• REQUIREMENT: The answer is every line in the data below that contains the word "struct".
--- RECORDS TO USE ---
//! Exact RGB frequency distribution.

use std::collections::HashMap;

use rayon::prelude::*;

use crate::color::Color;
use crate::raster::{Raster, CHANNELS};

/// Pixels counted before the histogram switches to stride sampling.
pub const MAX_SAMPLED_PIXELS: usize = 1 << 20;

/// One distinct RGB value and how many sampled pixels carry it.
#[derive(Debug, Clone, Copy, PartialEq, Eq)]
pub struct HistogramEntry {
    /// Opaque color
    pub color: Color,
    /// Number of sampled pixels with this RGB
    pub count: u64,
}

/// Frequency of every distinct RGB value in a raster (alpha ignored).
///
/// Entries are sorted by RGB key, so two histograms of the same raster are
/// identical regardless of how the parallel count was split.
#[derive(Debug, Clone, PartialEq, Eq, Default)]
pub struct ColorHistogram {
    entries: Vec<HistogramEntry>,
    total: u64,
}

impl ColorHistogram {
    /// Count a raster, sampling every n-th pixel when it holds more than
    /// [`MAX_SAMPLED_PIXELS`].
    pub fn from_raster(raster: &Raster) -> Self {
        let stride = raster.pixel_count().div_ceil(MAX_SAMPLED_PIXELS).max(1);
        Self::from_pixels(raster.pixels(), stride)
    }

    /// Count RGBA8 bytes, visiting every `stride`-th pixel.
    pub fn from_pixels(pixels: &[u8], stride: usize) -> Self {
        let counts = pixels
            .par_chunks_exact(CHANNELS)
            .step_by(stride.max(1))
            .fold(HashMap::new, |mut counts: HashMap<u32, u64>, px| {
                let key = (px[0] as u32) << 16 | (px[1] as u32) << 8 | px[2] as u32;
                *counts.entry(key).or_insert(0) += 1;
                counts
            })
            .reduce(HashMap::new, merge_counts);

        let mut entries: Vec<HistogramEntry> = counts
            .into_iter()
            .map(|(key, count)| HistogramEntry {
                color: Color::from_rgb_key(key),
                count,
            })
            .collect();
        entries.sort_unstable_by_key(|e| e.color.rgb_key());

        let total = entries.iter().map(|e| e.count).sum();
        Self { entries, total }
    }

    /// Number of distinct colors.
    #[inline]
    pub fn len(&self) -> usize {
        self.entries.len()
    }

    /// True if nothing was counted.
    #[inline]
    pub fn is_empty(&self) -> bool {
        self.entries.is_empty()
    }

    /// Sum of all counts.
    #[inline]
    pub fn total(&self) -> u64 {
        self.total
    }

    /// Entries in RGB key order.
    #[inline]
    pub fn entries(&self) -> &[HistogramEntry] {
        &self.entries
    }

    /// Entries ordered by count (descending), then RGB key.
    pub fn by_frequency(&self) -> Vec<HistogramEntry> {
        let mut sorted = self.entries.clone();
        sorted.sort_by(|a, b| {
            b.count
                .cmp(&a.count)
                .then_with(|| a.color.rgb_key().cmp(&b.color.rgb_key()))
        });
        sorted
    }
}

fn merge_counts(mut a: HashMap<u32, u64>, mut b: HashMap<u32, u64>) -> HashMap<u32, u64> {
    if a.len() < b.len() {
        std::mem::swap(&mut a, &mut b);
    }
    for (key, count) in b {
        *a.entry(key).or_insert(0) += count;
    }
    a
}

#[cfg(test)]
mod tests {
    use super::*;

    #[test]
    fn test_counts_distinct_colors() {
        let red = Color::rgb(255, 0, 0);
        let blue = Color::rgb(0, 0, 255);
        let raster = Raster::from_colors(2, 2, &[red, blue, red, red]).unwrap();
        let hist = ColorHistogram::from_raster(&raster);

        assert_eq!(hist.len(), 2);
        assert_eq!(hist.total(), 4);
        // Key order: blue (0x0000ff) before red (0xff0000)
        assert_eq!(hist.entries()[0], HistogramEntry { color: blue, count: 1 });
        assert_eq!(hist.entries()[1], HistogramEntry { color: red, count: 3 });
    }

    #[test]
    fn test_alpha_is_ignored() {
        let raster =
            Raster::from_colors(2, 1, &[Color::new(9, 9, 9, 0), Color::new(9, 9, 9, 255)]).unwrap();
        let hist = ColorHistogram::from_raster(&raster);
        assert_eq!(hist.len(), 1);
        assert_eq!(hist.entries()[0].count, 2);
    }

    #[test]
    fn test_by_frequency_breaks_ties_by_key() {
        let a = Color::rgb(0, 0, 1);
        let b = Color::rgb(0, 0, 2);
        let c = Color::rgb(0, 0, 3);
        let raster = Raster::from_colors(5, 1, &[c, b, c, a, b]).unwrap();
        let order: Vec<Color> = ColorHistogram::from_raster(&raster)
            .by_frequency()
            .iter()
            .map(|e| e.color)
            .collect();
        assert_eq!(order, vec![b, c, a]);
    }

    #[test]
    fn test_stride_sampling() {
        let colors: Vec<Color> = (0..10u8).map(|i| Color::rgb(i, 0, 0)).collect();
        let raster = Raster::from_colors(10, 1, &colors).unwrap();
        let hist = ColorHistogram::from_pixels(raster.pixels(), 3);
        // Pixels 0, 3, 6, 9
        assert_eq!(hist.total(), 4);
        let reds: Vec<u8> = hist.entries().iter().map(|e| e.color.r).collect();
        assert_eq!(reds, vec![0, 3, 6, 9]);
    }

    #[test]
    fn test_empty_raster() {
        let raster = Raster::new(0, 0, Vec::new()).unwrap();
        assert!(ColorHistogram::from_raster(&raster).is_empty());
    }
}
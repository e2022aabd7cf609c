//! Public API for the embroidery-quant crate.
//!
//! This module provides the high-level API: the [`Pipeline`] entry point,
//! its parameters and output, cooperative cancellation, and the
//! [`QuantError`] unified error type.

mod error;
mod pipeline;

pub use error::{QuantError, Stage};
pub use pipeline::{CancelToken, Pipeline, PipelineOutput, PipelineParams};
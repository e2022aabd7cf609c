//! Test fixtures: synthetic rasters and files on disk.

use embroidery_quant::{Color, Raster};
use std::path::{Path, PathBuf};
use stitchquant::rendering::write_png;

/// Thread colors used by the hex-list palette fixtures
pub mod threads {
    pub const BLACK: &str = "#000000";
    pub const WHITE: &str = "#ffffff";
    pub const RED: &str = "#c83030";
    pub const BLUE: &str = "#2050c0";

    /// Comma-separated list of all thread fixtures
    pub const HEX_LIST: &str = "#000000, #ffffff, #c83030, #2050c0";
}

/// Smooth two-axis gradient with many distinct colors
pub fn gradient(width: usize, height: usize) -> Raster {
    let colors: Vec<Color> = (0..width * height)
        .map(|i| {
            let x = (i % width) as f32 / width as f32;
            let y = (i / width) as f32 / height as f32;
            Color::from_f32_clamped(255.0 * x, 255.0 * (1.0 - x) * y, 255.0 * (1.0 - y), 255.0)
        })
        .collect();
    Raster::from_colors(width, height, &colors).unwrap()
}

/// Left half red, right half blue
pub fn split_red_blue(width: usize, height: usize) -> Raster {
    let colors: Vec<Color> = (0..width * height)
        .map(|i| {
            if i % width < width / 2 {
                Color::rgb(200, 40, 40)
            } else {
                Color::rgb(40, 60, 200)
            }
        })
        .collect();
    Raster::from_colors(width, height, &colors).unwrap()
}

/// Write `raster` as a PNG named `name` inside `dir`.
pub fn write_input_png(dir: &Path, name: &str, raster: &Raster) -> PathBuf {
    let path = dir.join(name);
    write_png(&path, raster).unwrap();
    path
}
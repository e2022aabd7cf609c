//! RGBA8 raster buffer.
//!
//! [`Raster`] is the currency between pipeline stages. It is immutable once
//! built: every stage reads one raster and returns a new one.

use crate::api::{QuantError, Stage};
use crate::color::Color;

/// Bytes per pixel (R, G, B, A).
pub const CHANNELS: usize = 4;

/// A width x height image of RGBA8 pixels in row-major order.
///
/// Invariant: `pixels.len() == width * height * 4`.
///
/// # Example
///
/// ```
/// use embroidery_quant::{Color, Raster};
///
/// let raster = Raster::filled(2, 2, Color::rgb(255, 0, 0));
/// assert_eq!(raster.pixels().len(), 16);
/// assert_eq!(raster.pixel(1, 1), Color::rgb(255, 0, 0));
/// ```
#[derive(Debug, Clone, PartialEq, Eq)]
pub struct Raster {
    width: usize,
    height: usize,
    pixels: Vec<u8>,
}

impl Raster {
    /// Wrap an RGBA8 buffer.
    ///
    /// A zero width or height describes an empty raster; stages that need
    /// pixels reject it.
    ///
    /// # Errors
    ///
    /// [`QuantError::InvalidParameter`] (input stage) if the buffer length is
    /// not `width * height * 4` or the dimensions overflow.
    pub fn new(width: usize, height: usize, pixels: Vec<u8>) -> Result<Self, QuantError> {
        let expected = width
            .checked_mul(height)
            .and_then(|n| n.checked_mul(CHANNELS))
            .ok_or_else(|| {
                QuantError::invalid(Stage::Input, format!("dimensions overflow: {width}x{height}"))
            })?;

        if pixels.len() != expected {
            return Err(QuantError::invalid(
                Stage::Input,
                format!(
                    "pixel buffer has {} bytes, {width}x{height} RGBA needs {expected}",
                    pixels.len()
                ),
            ));
        }

        Ok(Self {
            width,
            height,
            pixels,
        })
    }

    /// A raster where every pixel is `color`.
    pub fn filled(width: usize, height: usize, color: Color) -> Self {
        let pixels = color.to_rgba().repeat(width * height);
        Self {
            width,
            height,
            pixels,
        }
    }

    /// Build a raster from row-major colors.
    ///
    /// # Errors
    ///
    /// Same as [`Raster::new`].
    pub fn from_colors(width: usize, height: usize, colors: &[Color]) -> Result<Self, QuantError> {
        let pixels = colors.iter().flat_map(|c| c.to_rgba()).collect();
        Self::new(width, height, pixels)
    }

    /// Image width in pixels.
    #[inline]
    pub fn width(&self) -> usize {
        self.width
    }

    /// Image height in pixels.
    #[inline]
    pub fn height(&self) -> usize {
        self.height
    }

    /// Number of pixels.
    #[inline]
    pub fn pixel_count(&self) -> usize {
        self.width * self.height
    }

    /// True if the raster holds no pixels.
    #[inline]
    pub fn is_empty(&self) -> bool {
        self.pixels.is_empty()
    }

    /// Raw RGBA8 bytes.
    #[inline]
    pub fn pixels(&self) -> &[u8] {
        &self.pixels
    }

    /// Pixel at `(x, y)`.
    ///
    /// # Panics
    ///
    /// Panics if the coordinates are out of bounds.
    #[inline]
    pub fn pixel(&self, x: usize, y: usize) -> Color {
        assert!(x < self.width && y < self.height, "pixel ({x}, {y}) out of bounds");
        let i = (y * self.width + x) * CHANNELS;
        Color::from_rgba_slice(&self.pixels[i..i + CHANNELS])
    }

    /// Iterate pixels in row-major order.
    pub fn colors(&self) -> impl Iterator<Item = Color> + '_ {
        self.pixels.chunks_exact(CHANNELS).map(Color::from_rgba_slice)
    }

    /// A raster with the same dimensions and new pixel bytes.
    pub(crate) fn with_pixels(&self, pixels: Vec<u8>) -> Raster {
        debug_assert_eq!(pixels.len(), self.pixels.len());
        Raster {
            width: self.width,
            height: self.height,
            pixels,
        }
    }

    /// Apply `f` to every pixel independently.
    pub fn map_colors(&self, mut f: impl FnMut(Color) -> Color) -> Raster {
        let pixels = self.colors().flat_map(|c| f(c).to_rgba()).collect();
        self.with_pixels(pixels)
    }

    /// Downscale by area averaging so the longer side is at most `max_side`.
    ///
    /// Never upscales: a raster that already fits is returned as a clone.
    /// Aspect ratio is kept (each side at least one pixel).
    ///
    /// ```
    /// use embroidery_quant::{Color, Raster};
    ///
    /// let big = Raster::filled(1024, 256, Color::rgb(9, 9, 9));
    /// let small = big.downscale_to_fit(512);
    /// assert_eq!((small.width(), small.height()), (512, 128));
    /// ```
    pub fn downscale_to_fit(&self, max_side: usize) -> Raster {
        let longest = self.width.max(self.height);
        if max_side == 0 || longest <= max_side {
            return self.clone();
        }

        let scale = max_side as f64 / longest as f64;
        let new_w = ((self.width as f64 * scale).round() as usize).clamp(1, max_side);
        let new_h = ((self.height as f64 * scale).round() as usize).clamp(1, max_side);

        let mut pixels = Vec::with_capacity(new_w * new_h * CHANNELS);
        for oy in 0..new_h {
            let y0 = oy * self.height / new_h;
            let y1 = ((oy + 1) * self.height / new_h).max(y0 + 1);
            for ox in 0..new_w {
                let x0 = ox * self.width / new_w;
                let x1 = ((ox + 1) * self.width / new_w).max(x0 + 1);

                let mut sums = [0u64; CHANNELS];
                for y in y0..y1 {
                    let row = y * self.width;
                    for x in x0..x1 {
                        let i = (row + x) * CHANNELS;
                        for c in 0..CHANNELS {
                            sums[c] += self.pixels[i + c] as u64;
                        }
                    }
                }

                let count = ((y1 - y0) * (x1 - x0)) as u64;
                for sum in sums {
                    pixels.push(((sum + count / 2) / count) as u8);
                }
            }
        }

        Raster {
            width: new_w,
            height: new_h,
            pixels,
        }
    }
}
---
• EXERCISE RESULT:
pub struct HistogramEntry {
pub struct ColorHistogram {
pub struct Raster {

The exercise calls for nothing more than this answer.